- Task description:
For the material below, output exactly the span from the line with "repository 1b2696922e114992" to the line with "use crate::error::registry_error;", including both, and nothing besides.

- Records supplied:
· · · · · · ·
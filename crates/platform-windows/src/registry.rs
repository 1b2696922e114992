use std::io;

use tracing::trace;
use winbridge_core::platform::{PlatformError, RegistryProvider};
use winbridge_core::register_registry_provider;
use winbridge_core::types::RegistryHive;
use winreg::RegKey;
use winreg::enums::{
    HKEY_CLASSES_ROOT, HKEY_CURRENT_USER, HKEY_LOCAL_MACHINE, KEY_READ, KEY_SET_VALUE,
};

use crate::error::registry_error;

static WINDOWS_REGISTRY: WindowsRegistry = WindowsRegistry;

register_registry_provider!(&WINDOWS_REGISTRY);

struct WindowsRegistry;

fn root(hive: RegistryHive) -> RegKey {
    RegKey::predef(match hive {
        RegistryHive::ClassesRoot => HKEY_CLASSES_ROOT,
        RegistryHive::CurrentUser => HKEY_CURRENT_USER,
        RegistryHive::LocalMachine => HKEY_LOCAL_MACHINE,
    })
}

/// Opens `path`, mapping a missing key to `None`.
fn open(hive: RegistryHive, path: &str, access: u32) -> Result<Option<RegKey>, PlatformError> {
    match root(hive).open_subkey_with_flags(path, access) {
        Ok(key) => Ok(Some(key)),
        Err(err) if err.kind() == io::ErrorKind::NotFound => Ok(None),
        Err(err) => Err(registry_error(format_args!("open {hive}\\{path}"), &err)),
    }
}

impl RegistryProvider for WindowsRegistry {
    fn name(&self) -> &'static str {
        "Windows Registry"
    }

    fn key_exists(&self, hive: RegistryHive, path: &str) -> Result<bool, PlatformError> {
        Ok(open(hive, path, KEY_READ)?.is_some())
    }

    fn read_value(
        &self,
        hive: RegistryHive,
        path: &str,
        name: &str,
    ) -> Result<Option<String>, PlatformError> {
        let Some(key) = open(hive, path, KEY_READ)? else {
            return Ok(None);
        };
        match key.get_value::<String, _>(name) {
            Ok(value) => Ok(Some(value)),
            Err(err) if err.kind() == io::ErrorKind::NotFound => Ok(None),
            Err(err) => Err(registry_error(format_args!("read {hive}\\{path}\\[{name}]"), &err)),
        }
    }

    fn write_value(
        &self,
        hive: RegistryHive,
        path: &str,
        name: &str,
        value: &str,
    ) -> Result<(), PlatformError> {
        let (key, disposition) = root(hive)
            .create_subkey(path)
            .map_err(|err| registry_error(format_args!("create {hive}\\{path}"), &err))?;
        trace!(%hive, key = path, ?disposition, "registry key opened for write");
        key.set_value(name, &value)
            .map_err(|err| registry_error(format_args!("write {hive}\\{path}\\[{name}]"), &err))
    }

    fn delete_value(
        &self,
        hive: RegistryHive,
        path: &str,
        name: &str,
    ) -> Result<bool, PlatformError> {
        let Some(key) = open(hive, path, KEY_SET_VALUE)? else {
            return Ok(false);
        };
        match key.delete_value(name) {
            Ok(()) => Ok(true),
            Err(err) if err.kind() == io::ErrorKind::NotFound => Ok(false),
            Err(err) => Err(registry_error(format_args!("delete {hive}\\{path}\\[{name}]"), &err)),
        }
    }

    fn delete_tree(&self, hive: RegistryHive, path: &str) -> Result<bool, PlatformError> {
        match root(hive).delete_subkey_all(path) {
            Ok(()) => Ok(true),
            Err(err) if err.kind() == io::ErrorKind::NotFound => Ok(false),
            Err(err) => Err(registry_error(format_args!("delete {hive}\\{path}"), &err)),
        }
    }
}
· · · · · · ·
- Output of the task:
repository 1b2696922e114992
use std::io;

use tracing::trace;
use winbridge_core::platform::{PlatformError, RegistryProvider};
use winbridge_core::register_registry_provider;
use winbridge_core::types::RegistryHive;
use winreg::RegKey;
use winreg::enums::{
    HKEY_CLASSES_ROOT, HKEY_CURRENT_USER, HKEY_LOCAL_MACHINE, KEY_READ, KEY_SET_VALUE,
};

use crate::error::registry_error;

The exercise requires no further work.